Credit: The White House

Since returning to the White House in January, President Donald Trump has been met with an unprecedented legal onslaught from far-left activist judges and radical groups determined to sabotage his administration at every turn.

These rogue judges—many appointed by Clinton, Obama, and Biden—have launched a relentless legal coup to undermine the will of the American people and prevent Trump from carrying out his constitutional duties.

Appearing on The War Room with Steve Bannon, Josh Hammer, Senior Counsel for the Article III Project, warned that what America is witnessing is no ordinary judicial activism—it’s a full-blown judicial insurrection.

So far this year, President Trump has faced 125 legal challenges in just two months.

The full list of 125 legal challenges remains active and is documented on the Just Security website.


The Constitution and historical precedent are clear: activist judges have no authority to interfere with the President’s executive powers. The Supreme Court settled this issue in Mississippi v. Johnson (1867), ruling that courts cannot restrain the President from carrying out his executive duties.

Mississippi v. Johnson (1867) – Presidential Discretion is Not Subject to Judicial Interference

In 1867, when President Andrew Johnson was tasked with enforcing the Reconstruction Acts—despite personally opposing them—Mississippi sued, asking the Supreme Court to stop him.

The Court unanimously ruled against Mississippi, stating that a president’s executive duties are beyond the reach of the judiciary.

Chief Justice Salmon P. Chase, writing for the Court, distinguished between the president’s ministerial duties (which could be subject to judicial review) and executive/discretionary duties (which could not be interfered with by the courts).

Ministerial Duties (Subject to Judicial Review)

These are duties where the President (or an executive officer) has a clear legal obligation to perform a specific act in a prescribed manner, leaving no room for discretion. Courts can compel the performance of these duties through writs of mandamus.

Examples:

  • Issuing a Commission
    • In Marbury v. Madison (1803), Chief Justice Marshall held that delivering a judicial commission was a ministerial duty. The courts could compel an executive officer (like the Secretary of State) to perform this duty.
  • Processing a Pardon Application
  • Enforcing a Congressional Appropriation
  • Certifying Electoral Votes
Executive (Discretionary) Duties (Not Subject to Judicial Interference)

These are duties where the President has policy-based discretion, meaning courts cannot order or prohibit the exercise of such functions.

Examples:

  • Pardon Power
    • The President has absolute discretion to issue or deny a pardon under Article II, Section 2 of the Constitution.

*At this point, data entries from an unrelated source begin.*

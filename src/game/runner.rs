//! The round loop.

use std::io::Write;

use serde::{Deserialize, Serialize};
use smallvec::SmallVec;

use super::selection::{select_attacker, select_defender};
use crate::board::TerritoryId;
use crate::combat::{resolve_attack, CombatReport};
use crate::core::{GameConfig, GameError, GameRng, GameRngState, GameState, PlayerId, RandomSource, Result};
use crate::display;
use crate::rules::GameResult;

/// What happened on one player's turn.
#[derive(Clone, Debug, PartialEq, Eq, Serialize, Deserialize)]
pub enum TurnOutcome {
    /// No owned territory with more than one troop turned up in the draws.
    NoAttacker,
    /// An attacker was found but no enemy territory turned up.
    NoTarget { attacker: TerritoryId },
    /// An attack was made. `combat` is `None` only if the resolver refused it.
    Attacked {
        attacker: TerritoryId,
        defender: TerritoryId,
        combat: Option<CombatReport>,
    },
}

#[derive(Clone, Debug, PartialEq, Eq, Serialize, Deserialize)]
pub struct TurnReport {
    pub player: PlayerId,
    pub outcome: TurnOutcome,
    /// The player's mission was fulfilled at the end of this turn.
    pub mission_complete: bool,
}

/// Everything that happened in one round.
#[derive(Clone, Debug, PartialEq, Eq, Serialize, Deserialize)]
pub struct RoundReport {
    /// 1-based round number.
    pub round: u32,
    /// Turns actually taken. Players after a winner do not act.
    pub turns: SmallVec<[TurnReport; 4]>,
    pub winner: Option<PlayerId>,
}

/// A seeded game frozen between rounds: the full state plus the RNG
/// position, so play resumes with exactly the draws it would have made.
#[derive(Clone, Debug, PartialEq, Eq, Serialize, Deserialize)]
pub struct Checkpoint {
    pub state: GameState,
    pub rng: GameRngState,
}

/// A game in progress: configuration, state and the random source.
///
/// ```
/// use territory_missions::core::GameConfig;
/// use territory_missions::game::Game;
///
/// let mut game = Game::with_seed(GameConfig::default(), 42).unwrap();
/// let mut out = Vec::new();
/// let result = game.run(&mut out).unwrap();
///
/// assert!(game.state().is_finished());
/// assert_eq!(game.state().result(), Some(result));
/// ```
#[derive(Debug)]
pub struct Game<R> {
    config: GameConfig,
    state: GameState,
    rng: R,
}

impl Game<GameRng> {
    /// Create a game driven by a seeded `GameRng`.
    pub fn with_seed(config: GameConfig, seed: u64) -> Result<Self> {
        Self::new(config, GameRng::new(seed))
    }

    /// Snapshot the state and RNG position.
    #[must_use]
    pub fn checkpoint(&self) -> Checkpoint {
        Checkpoint {
            state: self.state.clone(),
            rng: self.rng.state(),
        }
    }

    /// Resume a game from a checkpoint taken under `config`.
    ///
    /// The checkpoint's players and map must have the sizes `config`
    /// describes.
    pub fn restore(config: GameConfig, checkpoint: Checkpoint) -> Result<Self> {
        config.validate()?;
        let Checkpoint { state, rng } = checkpoint;

        if state.player_count() != config.player_count() {
            return Err(GameError::InvalidConfig(format!(
                "checkpoint has {} players, config has {}",
                state.player_count(),
                config.player_count()
            )));
        }
        if state.map.len() != config.territories.len() {
            return Err(GameError::InvalidConfig(format!(
                "checkpoint map has {} territories, config has {}",
                state.map.len(),
                config.territories.len()
            )));
        }

        tracing::info!(seed = rng.seed, round = state.round, "game restored from checkpoint");
        Ok(Self {
            config,
            state,
            rng: GameRng::from_state(&rng),
        })
    }
}

impl<R: RandomSource> Game<R> {
    /// Set up the map and draw missions.
    pub fn new(config: GameConfig, mut rng: R) -> Result<Self> {
        let state = GameState::new(&config, &mut rng)?;
        Ok(Self { config, state, rng })
    }

    #[must_use]
    pub fn config(&self) -> &GameConfig {
        &self.config
    }

    #[must_use]
    pub fn state(&self) -> &GameState {
        &self.state
    }

    pub fn rng(&self) -> &R {
        &self.rng
    }

    /// Play to the end: initial display, rounds until a mission is fulfilled
    /// or the round cap runs out, then the summary line.
    pub fn run(&mut self, out: &mut impl Write) -> Result<GameResult> {
        self.render_opening(out)?;
        self.check_round_cap();

        let result = loop {
            if let Some(result) = self.state.result() {
                break result;
            }
            self.play_round(out)?;
        };
        display::render_result(out, &result, &self.state.players)?;

        match result {
            GameResult::Winner(player) => tracing::info!(
                %player,
                color = self.state.color(player),
                rounds = self.state.round,
                "mission fulfilled"
            ),
            GameResult::NoWinner { rounds } => tracing::info!(rounds, "round cap reached with no winner"),
        }

        Ok(result)
    }

    /// Map listing followed by each player's mission.
    pub fn render_opening(&self, out: &mut impl Write) -> Result<()> {
        display::render_map(out, &self.state.map)?;
        for player in self.state.player_ids() {
            display::render_mission(out, &self.state.players[player], self.state.mission(player))?;
        }
        Ok(())
    }

    /// Play one round: each player in turn order attacks once, stopping as
    /// soon as someone fulfills their mission. The map is shown afterwards.
    ///
    /// Does nothing if the game is already finished.
    pub fn play_round(&mut self, out: &mut impl Write) -> Result<RoundReport> {
        let round = self.state.round + 1;
        let mut report = RoundReport {
            round,
            turns: SmallVec::new(),
            winner: None,
        };
        if self.state.is_finished() {
            return Ok(report);
        }

        display::render_round_header(out, round)?;

        let players: Vec<PlayerId> = self.state.player_ids().collect();
        for player in players {
            let turn = self.play_turn(player, out)?;
            let won = turn.mission_complete;
            report.turns.push(turn);

            if won {
                report.winner = Some(player);
                self.state.finish(GameResult::Winner(player));
                break;
            }
        }

        display::render_map(out, &self.state.map)?;
        self.state.round = round;

        tracing::debug!(round, territories = ?self.state.map.owner_counts(), "round complete");

        self.check_round_cap();
        Ok(report)
    }

    /// One player's turn: pick attacker and defender, fight, check mission.
    pub fn play_turn(&mut self, player: PlayerId, out: &mut impl Write) -> Result<TurnReport> {
        let attempts = self.config.selection_attempts;
        let color = self.state.color(player).to_string();

        let Some(attacker) = select_attacker(&self.state.map, &color, attempts, &mut self.rng) else {
            tracing::debug!(%player, "no territory able to attack");
            display::render_no_attacker(out, &self.state.players[player])?;
            return Ok(TurnReport {
                player,
                outcome: TurnOutcome::NoAttacker,
                mission_complete: false,
            });
        };

        let Some(defender) = select_defender(&self.state.map, &color, attempts, &mut self.rng) else {
            tracing::debug!(%player, "no enemy territory found");
            display::render_no_target(out, &self.state.players[player])?;
            return Ok(TurnReport {
                player,
                outcome: TurnOutcome::NoTarget { attacker },
                mission_complete: false,
            });
        };

        let combat = match self.state.map.pair_mut(attacker, defender) {
            Some((a, d)) => resolve_attack(a, d, &mut self.rng),
            None => None,
        };
        if let Some(report) = &combat {
            display::render_combat(out, report)?;
        }

        let mission_complete = self.state.mission_complete(player);
        if mission_complete {
            if let Some(mission) = self.state.mission(player) {
                display::render_mission_complete(out, &self.state.players[player], mission)?;
            }
        }

        Ok(TurnReport {
            player,
            outcome: TurnOutcome::Attacked {
                attacker,
                defender,
                combat,
            },
            mission_complete,
        })
    }

    fn check_round_cap(&mut self) {
        if self.state.round >= self.config.round_cap {
            self.state.finish(GameResult::NoWinner {
                rounds: self.config.round_cap,
            });
        }
    }
}
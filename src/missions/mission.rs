//! Mission phrases and their structured form.

use serde::{Deserialize, Serialize};

/// Keyword for "own N territories" missions.
pub const OWN_KEYWORD: &str = "Possuir";
/// Second keyword required by "own N territories" missions.
pub const TERRITORIES_KEYWORD: &str = "territorios";
/// Keyword for "conquer N territories" missions.
pub const CONQUER_KEYWORD: &str = "Conquistar";
/// Fixed prefix of "eliminate color X" missions.
pub const ELIMINATE_PHRASE: &str = "Eliminar todas as tropas da cor";

/// What a mission phrase asks for.
#[derive(Clone, Debug, PartialEq, Eq, Hash, Serialize, Deserialize)]
pub enum MissionKind {
    /// Control at least N territories.
    OwnCount(u32),
    /// "Conquer N territories". Checked as total ownership, exactly like
    /// `OwnCount`; conquest streaks are not tracked.
    ConquerCount(u32),
    /// Every territory of this color holds zero troops.
    EliminateColor(String),
    /// Phrase matched no template, or a count template without a positive N.
    Unrecognized,
}

impl MissionKind {
    /// Interpret a mission phrase.
    ///
    /// Templates are tried in priority order and the first one that yields a
    /// usable target wins, so a phrase carrying both "Possuir ... territorios"
    /// and "Conquistar" is an `OwnCount`.
    ///
    /// ```
    /// use territory_missions::missions::MissionKind;
    ///
    /// assert_eq!(MissionKind::parse("Possuir 3 territorios"), MissionKind::OwnCount(3));
    /// assert_eq!(
    ///     MissionKind::parse("Eliminar todas as tropas da cor Red."),
    ///     MissionKind::EliminateColor("Red".to_string()),
    /// );
    /// assert_eq!(MissionKind::parse("Possuir territorios"), MissionKind::Unrecognized);
    /// ```
    #[must_use]
    pub fn parse(phrase: &str) -> Self {
        let threshold = first_number(phrase);

        if phrase.contains(OWN_KEYWORD) && phrase.contains(TERRITORIES_KEYWORD) {
            if let Some(n) = threshold {
                return MissionKind::OwnCount(n);
            }
        }

        if phrase.contains(CONQUER_KEYWORD) {
            if let Some(n) = threshold {
                return MissionKind::ConquerCount(n);
            }
        }

        if phrase.contains(ELIMINATE_PHRASE) {
            if let Some((_, last)) = phrase.rsplit_once(' ') {
                let color = last.split('.').next().unwrap_or(last);
                return MissionKind::EliminateColor(color.to_string());
            }
        }

        MissionKind::Unrecognized
    }
}

/// First run of ASCII digits anywhere in `phrase`, if it is positive.
///
/// Runs too large for `u32` saturate.
fn first_number(phrase: &str) -> Option<u32> {
    let start = phrase.find(|c: char| c.is_ascii_digit())?;
    let digits: &str = {
        let rest = &phrase[start..];
        let end = rest.find(|c: char| !c.is_ascii_digit()).unwrap_or(rest.len());
        &rest[..end]
    };

    let n = digits.parse::<u32>().unwrap_or(u32::MAX);
    (n > 0).then_some(n)
}

/// A player's mission: the drawn phrase plus its parsed form.
#[derive(Clone, Debug, PartialEq, Eq, Serialize, Deserialize)]
pub struct Mission {
    text: String,
    kind: MissionKind,
}

impl Mission {
    /// Parse a phrase into a mission.
    pub fn new(text: impl Into<String>) -> Self {
        let text = text.into();
        let kind = MissionKind::parse(&text);
        Self { text, kind }
    }

    /// The phrase as drawn from the catalog.
    #[must_use]
    pub fn text(&self) -> &str {
        &self.text
    }

    #[must_use]
    pub fn kind(&self) -> &MissionKind {
        &self.kind
    }
}

impl std::fmt::Display for Mission {
    fn fmt(&self, f: &mut std::fmt::Formatter<'_>) -> std::fmt::Result {
        f.write_str(&self.text)
    }
}
//! Mission evaluation against the current map.
//!
//! Evaluation is a read-only query: it borrows the map immutably and has no
//! side effects.

use super::mission::{Mission, MissionKind};
use crate::board::TerritoryMap;

impl MissionKind {
    /// Is this mission fulfilled for the player controlling `color`?
    #[must_use]
    pub fn is_satisfied(&self, map: &TerritoryMap, color: &str) -> bool {
        match self {
            MissionKind::OwnCount(n) | MissionKind::ConquerCount(n) => {
                map.count_owned_by(color) >= *n as usize
            }
            MissionKind::EliminateColor(target) => map.troops_of(target) == 0,
            MissionKind::Unrecognized => false,
        }
    }
}

/// Check a player's assigned mission.
#[must_use]
pub fn evaluate(mission: &Mission, map: &TerritoryMap, color: &str) -> bool {
    mission.kind().is_satisfied(map, color)
}

/// Check a raw mission phrase without keeping the parsed form.
#[must_use]
pub fn evaluate_phrase(phrase: &str, map: &TerritoryMap, color: &str) -> bool {
    MissionKind::parse(phrase).is_satisfied(map, color)
}

#[cfg(test)]
mod tests {
    use super::*;
    use crate::board::Territory;

    fn map_with(owners: &[(&str, u32)]) -> TerritoryMap {
        let layout: Vec<_> = owners
            .iter()
            .enumerate()
            .map(|(i, (owner, troops))| Territory::new(format!("T{}", i + 1), *owner, *troops))
            .collect();
        TerritoryMap::from_territories(&layout).unwrap()
    }

    #[test]
    fn test_own_count_threshold() {
        let three = map_with(&[("Blue", 1), ("Blue", 1), ("Blue", 1), ("Red", 1)]);
        let two = map_with(&[("Blue", 1), ("Red", 1), ("Blue", 1), ("Red", 1)]);

        assert!(evaluate_phrase("Possuir 3 territorios", &three, "Blue"));
        assert!(!evaluate_phrase("Possuir 3 territorios", &two, "Blue"));
    }

    #[test]
    fn test_own_count_more_than_needed() {
        let map = map_with(&[("Red", 1), ("Red", 1), ("Red", 1), ("Red", 1)]);
        assert!(evaluate_phrase("Possuir 3 territorios", &map, "Red"));
    }

    #[test]
    fn test_conquer_counts_total_ownership() {
        let map = map_with(&[("Blue", 3), ("Blue", 2), ("Red", 4)]);

        assert!(evaluate_phrase("Conquistar 2 territorios seguidos", &map, "Blue"));
        assert!(!evaluate_phrase("Conquistar 2 territorios seguidos", &map, "Red"));
    }

    #[test]
    fn test_eliminate_color() {
        let wiped = map_with(&[("Blue", 3), ("Red", 0), ("Red", 0)]);
        let alive = map_with(&[("Blue", 3), ("Red", 0), ("Red", 1)]);

        let phrase = "Eliminar todas as tropas da cor Red";
        assert!(evaluate_phrase(phrase, &wiped, "Blue"));
        assert!(!evaluate_phrase(phrase, &alive, "Blue"));
    }

    #[test]
    fn test_eliminate_absent_color_is_satisfied() {
        let map = map_with(&[("Blue", 3), ("Blue", 2)]);
        assert!(evaluate_phrase("Eliminar todas as tropas da cor Red.", &map, "Blue"));
    }

    #[test]
    fn test_unrecognized_never_satisfied() {
        let map = map_with(&[("Blue", 3)]);

        assert!(!evaluate_phrase("", &map, "Blue"));
        assert!(!evaluate_phrase("Possuir territorios", &map, "Blue"));
        assert!(!evaluate_phrase("Vencer", &map, "Blue"));
    }

    #[test]
    fn test_evaluation_is_pure() {
        let map = map_with(&[("Blue", 3), ("Red", 2), ("Blue", 1)]);
        let before = map.clone();
        let mission = Mission::new("Possuir 2 territorios");

        let first = evaluate(&mission, &map, "Blue");
        for _ in 0..5 {
            assert_eq!(evaluate(&mission, &map, "Blue"), first);
        }
        assert_eq!(map, before);
    }
}
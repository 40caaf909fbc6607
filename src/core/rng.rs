//! Random number generation for dice rolls and map draws.
//!
//! ## Key Features
//!
//! - **Injectable**: Game logic only sees the `RandomSource` trait, so tests
//!   can script exact dice results.
//! - **Deterministic**: Same seed produces an identical game.
//! - **Serializable**: O(1) state capture and restore for checkpoints.
//!
//! ```
//! use territory_missions::core::{GameRng, RandomSource};
//!
//! let mut rng = GameRng::new(42);
//! let roll = rng.roll_die();
//! assert!((1..=6).contains(&roll));
//!
//! let mut again = GameRng::new(42);
//! assert_eq!(again.roll_die(), roll);
//! ```

use rand::{Rng, SeedableRng};
use rand_chacha::ChaCha8Rng;
use serde::{Deserialize, Serialize};

/// Number of faces on the combat die.
pub const DIE_FACES: u8 = 6;

/// Source of randomness consumed by mission assignment, territory selection
/// and combat.
///
/// Every draw the game makes goes through this trait, in a fixed order, so a
/// scripted implementation reproduces a game exactly.
pub trait RandomSource {
    /// Roll one six-sided die. Must return a value in `1..=6`.
    fn roll_die(&mut self) -> u8;

    /// Draw a uniform index in `0..len`. Callers never pass `len == 0`.
    fn pick_index(&mut self, len: usize) -> usize;
}

impl<R: RandomSource + ?Sized> RandomSource for &mut R {
    fn roll_die(&mut self) -> u8 {
        (**self).roll_die()
    }

    fn pick_index(&mut self, len: usize) -> usize {
        (**self).pick_index(len)
    }
}

/// Seedable RNG backing a real game.
///
/// Uses ChaCha8 for speed while keeping a portable, reproducible stream.
#[derive(Clone, Debug)]
pub struct GameRng {
    inner: ChaCha8Rng,
    seed: u64,
}

impl GameRng {
    /// Create a new RNG with the given seed.
    #[must_use]
    pub fn new(seed: u64) -> Self {
        Self {
            inner: ChaCha8Rng::seed_from_u64(seed),
            seed,
        }
    }

    /// Seed used to create this RNG.
    #[must_use]
    pub fn seed(&self) -> u64 {
        self.seed
    }

    /// Get the current state for serialization.
    #[must_use]
    pub fn state(&self) -> GameRngState {
        GameRngState {
            seed: self.seed,
            word_pos: self.inner.get_word_pos(),
        }
    }

    /// Restore from a saved state.
    #[must_use]
    pub fn from_state(state: &GameRngState) -> Self {
        let mut inner = ChaCha8Rng::seed_from_u64(state.seed);
        inner.set_word_pos(state.word_pos);
        Self {
            inner,
            seed: state.seed,
        }
    }
}

impl RandomSource for GameRng {
    fn roll_die(&mut self) -> u8 {
        self.inner.gen_range(1..=DIE_FACES)
    }

    fn pick_index(&mut self, len: usize) -> usize {
        self.inner.gen_range(0..len)
    }
}

/// Serializable RNG state for checkpointing.
///
/// Uses ChaCha8 word position for O(1) serialization regardless of
/// how many random numbers have been generated.
#[derive(Clone, Debug, PartialEq, Eq, Serialize, Deserialize)]
pub struct GameRngState {
    /// Seed the RNG was created with
    pub seed: u64,
    /// ChaCha8 word position (128-bit counter)
    pub word_pos: u128,
}

#[cfg(test)]
mod tests {
    use super::*;

    #[test]
    fn test_determinism() {
        let mut rng1 = GameRng::new(42);
        let mut rng2 = GameRng::new(42);

        for _ in 0..100 {
            assert_eq!(rng1.roll_die(), rng2.roll_die());
            assert_eq!(rng1.pick_index(8), rng2.pick_index(8));
        }
    }

    #[test]
    fn test_different_seeds() {
        let mut rng1 = GameRng::new(1);
        let mut rng2 = GameRng::new(2);

        let seq1: Vec<_> = (0..20).map(|_| rng1.pick_index(1000)).collect();
        let seq2: Vec<_> = (0..20).map(|_| rng2.pick_index(1000)).collect();

        assert_ne!(seq1, seq2);
    }

    #[test]
    fn test_die_covers_all_faces() {
        let mut rng = GameRng::new(7);
        let mut seen = [false; 6];

        for _ in 0..600 {
            let roll = rng.roll_die();
            assert!((1..=6).contains(&roll));
            seen[usize::from(roll - 1)] = true;
        }

        assert!(seen.iter().all(|&s| s));
    }

    #[test]
    fn test_pick_index_in_bounds() {
        let mut rng = GameRng::new(99);
        for len in 1..10 {
            for _ in 0..50 {
                assert!(rng.pick_index(len) < len);
            }
        }
    }

    #[test]
    fn test_state_restore() {
        let mut rng = GameRng::new(42);

        for _ in 0..100 {
            rng.roll_die();
        }

        let state = rng.state();
        let expected: Vec<_> = (0..10).map(|_| rng.roll_die()).collect();

        let mut restored = GameRng::from_state(&state);
        let actual: Vec<_> = (0..10).map(|_| restored.roll_die()).collect();

        assert_eq!(expected, actual);
        assert_eq!(restored.seed(), 42);
    }

    #[test]
    fn test_state_serde() {
        let state = GameRngState {
            seed: 42,
            word_pos: 12345,
        };

        let json = serde_json::to_string(&state).unwrap();
        let deserialized: GameRngState = serde_json::from_str(&json).unwrap();

        assert_eq!(state, deserialized);
    }

    #[test]
    fn test_borrowed_source_forwards() {
        let mut rng = GameRng::new(5);
        let mut reference = GameRng::new(5);

        let borrowed = &mut rng;
        let mut source: &mut GameRng = borrowed;
        assert_eq!(RandomSource::roll_die(&mut source), reference.roll_die());
    }
}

Courts cannot force the President to grant a pardon.
  • Commander-in-Chief Decisions
    • The President’s military decisions, including troop deployments, orders to engage in combat, or withdrawal from treaties, are discretionary and not subject to judicial review.
  • Foreign Policy and Treaty Negotiations
    • The President has discretion over recognizing foreign governments (Zivotofsky v. Kerry), conducting diplomacy, and negotiating treaties. Courts cannot compel the President to engage in or alter diplomatic relations.
  • Executive Orders and Policy Prioritization
    • Decisions regarding enforcement priorities, such as prosecutorial discretion in immigration and national security (United States v. Texas)(United States ex rel. Knauff v. Shaughnessy (1950)), are generally beyond judicial interference.
  • Appointments and Removals of Officials
    • The President has discretion over firing executive officers (Myers v. United States). Courts cannot force the President to retain or remove an official unless removal is statutorily restricted.

Based on Mississippi v. Johnson and Marbury v. Madison, courts can only interfere with ministerial duties—tasks that are strictly procedural and leave no room for discretion.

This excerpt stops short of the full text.